Task>
Nothing may be left out, so copy every entry exactly.

──────── Given information

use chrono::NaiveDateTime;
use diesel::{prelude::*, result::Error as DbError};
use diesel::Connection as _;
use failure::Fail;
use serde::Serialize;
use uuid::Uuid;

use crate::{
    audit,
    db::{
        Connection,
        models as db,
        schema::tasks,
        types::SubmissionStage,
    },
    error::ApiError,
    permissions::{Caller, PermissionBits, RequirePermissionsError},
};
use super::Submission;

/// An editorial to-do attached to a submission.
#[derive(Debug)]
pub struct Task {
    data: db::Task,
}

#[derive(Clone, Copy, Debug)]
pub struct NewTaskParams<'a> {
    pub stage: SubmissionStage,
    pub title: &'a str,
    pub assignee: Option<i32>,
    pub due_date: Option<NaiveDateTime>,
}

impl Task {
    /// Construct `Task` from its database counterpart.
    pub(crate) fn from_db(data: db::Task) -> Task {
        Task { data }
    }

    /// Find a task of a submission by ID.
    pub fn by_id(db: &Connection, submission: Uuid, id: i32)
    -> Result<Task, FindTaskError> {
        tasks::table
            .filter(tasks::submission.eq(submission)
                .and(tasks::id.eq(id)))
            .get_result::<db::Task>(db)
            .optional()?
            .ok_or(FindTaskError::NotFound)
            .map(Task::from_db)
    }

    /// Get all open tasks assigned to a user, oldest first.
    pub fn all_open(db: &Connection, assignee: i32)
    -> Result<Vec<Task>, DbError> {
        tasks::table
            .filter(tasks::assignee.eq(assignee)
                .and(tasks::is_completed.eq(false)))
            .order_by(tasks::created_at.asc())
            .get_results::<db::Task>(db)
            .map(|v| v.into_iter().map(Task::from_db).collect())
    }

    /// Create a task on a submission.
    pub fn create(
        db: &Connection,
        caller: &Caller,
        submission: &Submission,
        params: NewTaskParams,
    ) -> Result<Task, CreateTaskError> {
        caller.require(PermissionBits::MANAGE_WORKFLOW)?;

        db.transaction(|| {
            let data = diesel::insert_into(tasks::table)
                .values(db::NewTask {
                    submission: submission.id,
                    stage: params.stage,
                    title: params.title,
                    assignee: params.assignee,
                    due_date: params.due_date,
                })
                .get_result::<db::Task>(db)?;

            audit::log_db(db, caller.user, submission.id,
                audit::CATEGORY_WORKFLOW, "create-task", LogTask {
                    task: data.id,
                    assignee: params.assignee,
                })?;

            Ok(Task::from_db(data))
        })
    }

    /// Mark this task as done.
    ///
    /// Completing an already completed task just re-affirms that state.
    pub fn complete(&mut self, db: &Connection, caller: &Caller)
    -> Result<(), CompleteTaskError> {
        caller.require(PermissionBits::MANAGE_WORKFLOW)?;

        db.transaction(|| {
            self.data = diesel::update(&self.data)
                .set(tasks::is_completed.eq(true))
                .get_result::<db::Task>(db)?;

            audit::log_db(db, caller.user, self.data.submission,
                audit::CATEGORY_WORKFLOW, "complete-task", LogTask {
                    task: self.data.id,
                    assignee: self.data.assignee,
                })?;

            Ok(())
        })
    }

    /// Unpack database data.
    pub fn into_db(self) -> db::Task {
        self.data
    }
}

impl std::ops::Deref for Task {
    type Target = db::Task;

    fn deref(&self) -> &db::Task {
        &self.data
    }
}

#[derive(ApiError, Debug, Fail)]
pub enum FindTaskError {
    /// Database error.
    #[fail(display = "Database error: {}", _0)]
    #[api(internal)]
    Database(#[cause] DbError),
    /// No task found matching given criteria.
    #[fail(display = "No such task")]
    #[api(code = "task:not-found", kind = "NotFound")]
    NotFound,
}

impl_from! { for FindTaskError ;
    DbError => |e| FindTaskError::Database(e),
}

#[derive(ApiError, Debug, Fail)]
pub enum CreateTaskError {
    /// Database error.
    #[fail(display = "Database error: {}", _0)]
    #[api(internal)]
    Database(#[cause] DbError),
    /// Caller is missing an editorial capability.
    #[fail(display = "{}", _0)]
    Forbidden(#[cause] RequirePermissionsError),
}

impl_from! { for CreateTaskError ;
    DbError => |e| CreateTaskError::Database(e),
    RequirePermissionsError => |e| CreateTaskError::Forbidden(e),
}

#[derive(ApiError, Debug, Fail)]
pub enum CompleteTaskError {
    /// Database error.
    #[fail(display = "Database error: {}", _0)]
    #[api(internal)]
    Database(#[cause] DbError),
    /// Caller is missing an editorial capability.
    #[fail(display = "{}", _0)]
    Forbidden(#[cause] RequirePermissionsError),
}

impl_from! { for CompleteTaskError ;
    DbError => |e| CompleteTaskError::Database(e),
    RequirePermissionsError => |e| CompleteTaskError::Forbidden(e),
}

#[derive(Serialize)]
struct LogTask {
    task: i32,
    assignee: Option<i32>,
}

────────────────

Answer to this exercise>
use chrono::NaiveDateTime;
use diesel::{prelude::*, result::Error as DbError};
use diesel::Connection as _;
use failure::Fail;
use serde::Serialize;
use uuid::Uuid;

use crate::{
    audit,
    db::{
        Connection,
        models as db,
        schema::tasks,
        types::SubmissionStage,
    },
    error::ApiError,
    permissions::{Caller, PermissionBits, RequirePermissionsError},
};
use super::Submission;

/// An editorial to-do attached to a submission.
#[derive(Debug)]
pub struct Task {
    data: db::Task,
}

#[derive(Clone, Copy, Debug)]
pub struct NewTaskParams<'a> {
    pub stage: SubmissionStage,
    pub title: &'a str,
    pub assignee: Option<i32>,
    pub due_date: Option<NaiveDateTime>,
}

impl Task {
    /// Construct `Task` from its database counterpart.
    pub(crate) fn from_db(data: db::Task) -> Task {
        Task { data }
    }

    /// Find a task of a submission by ID.
    pub fn by_id(db: &Connection, submission: Uuid, id: i32)
    -> Result<Task, FindTaskError> {
        tasks::table
            .filter(tasks::submission.eq(submission)
                .and(tasks::id.eq(id)))
            .get_result::<db::Task>(db)
            .optional()?
            .ok_or(FindTaskError::NotFound)
            .map(Task::from_db)
    }

    /// Get all open tasks assigned to a user, oldest first.
    pub fn all_open(db: &Connection, assignee: i32)
    -> Result<Vec<Task>, DbError> {
        tasks::table
            .filter(tasks::assignee.eq(assignee)
                .and(tasks::is_completed.eq(false)))
            .order_by(tasks::created_at.asc())
            .get_results::<db::Task>(db)
            .map(|v| v.into_iter().map(Task::from_db).collect())
    }

    /// Create a task on a submission.
    pub fn create(
        db: &Connection,
        caller: &Caller,
        submission: &Submission,
        params: NewTaskParams,
    ) -> Result<Task, CreateTaskError> {
        caller.require(PermissionBits::MANAGE_WORKFLOW)?;

        db.transaction(|| {
            let data = diesel::insert_into(tasks::table)
                .values(db::NewTask {
                    submission: submission.id,
                    stage: params.stage,
                    title: params.title,
                    assignee: params.assignee,
                    due_date: params.due_date,
                })
                .get_result::<db::Task>(db)?;

            audit::log_db(db, caller.user, submission.id,
                audit::CATEGORY_WORKFLOW, "create-task", LogTask {
                    task: data.id,
                    assignee: params.assignee,
                })?;

            Ok(Task::from_db(data))
        })
    }

    /// Mark this task as done.
    ///
    /// Completing an already completed task just re-affirms that state.
    pub fn complete(&mut self, db: &Connection, caller: &Caller)
    -> Result<(), CompleteTaskError> {
        caller.require(PermissionBits::MANAGE_WORKFLOW)?;

        db.transaction(|| {
            self.data = diesel::update(&self.data)
                .set(tasks::is_completed.eq(true))
                .get_result::<db::Task>(db)?;

            audit::log_db(db, caller.user, self.data.submission,
                audit::CATEGORY_WORKFLOW, "complete-task", LogTask {
                    task: self.data.id,
                    assignee: self.data.assignee,
                })?;

            Ok(())
        })
    }

    /// Unpack database data.
    pub fn into_db(self) -> db::Task {
        self.data
    }
}

impl std::ops::Deref for Task {
    type Target = db::Task;

    fn deref(&self) -> &db::Task {
        &self.data
    }
}

#[derive(ApiError, Debug, Fail)]
pub enum FindTaskError {
    /// Database error.
    #[fail(display = "Database error: {}", _0)]
    #[api(internal)]
    Database(#[cause] DbError),
    /// No task found matching given criteria.
    #[fail(display = "No such task")]
    #[api(code = "task:not-found", kind = "NotFound")]
    NotFound,
}

impl_from! { for FindTaskError ;
    DbError => |e| FindTaskError::Database(e),
}

#[derive(ApiError, Debug, Fail)]
pub enum CreateTaskError {
    /// Database error.
    #[fail(display = "Database error: {}", _0)]
    #[api(internal)]
    Database(#[cause] DbError),
    /// Caller is missing an editorial capability.
    #[fail(display = "{}", _0)]
    Forbidden(#[cause] RequirePermissionsError),
}

impl_from! { for CreateTaskError ;
    DbError => |e| CreateTaskError::Database(e),
    RequirePermissionsError => |e| CreateTaskError::Forbidden(e),
}

#[derive(ApiError, Debug, Fail)]
pub enum CompleteTaskError {
    /// Database error.
    #[fail(display = "Database error: {}", _0)]
    #[api(internal)]
    Database(#[cause] DbError),
    /// Caller is missing an editorial capability.
    #[fail(display = "{}", _0)]
    Forbidden(#[cause] RequirePermissionsError),
}

impl_from! { for CompleteTaskError ;
    DbError => |e| CompleteTaskError::Database(e),
    RequirePermissionsError => |e| CompleteTaskError::Forbidden(e),
}

#[derive(Serialize)]
struct LogTask {
    task: i32,
    assignee: Option<i32>,
}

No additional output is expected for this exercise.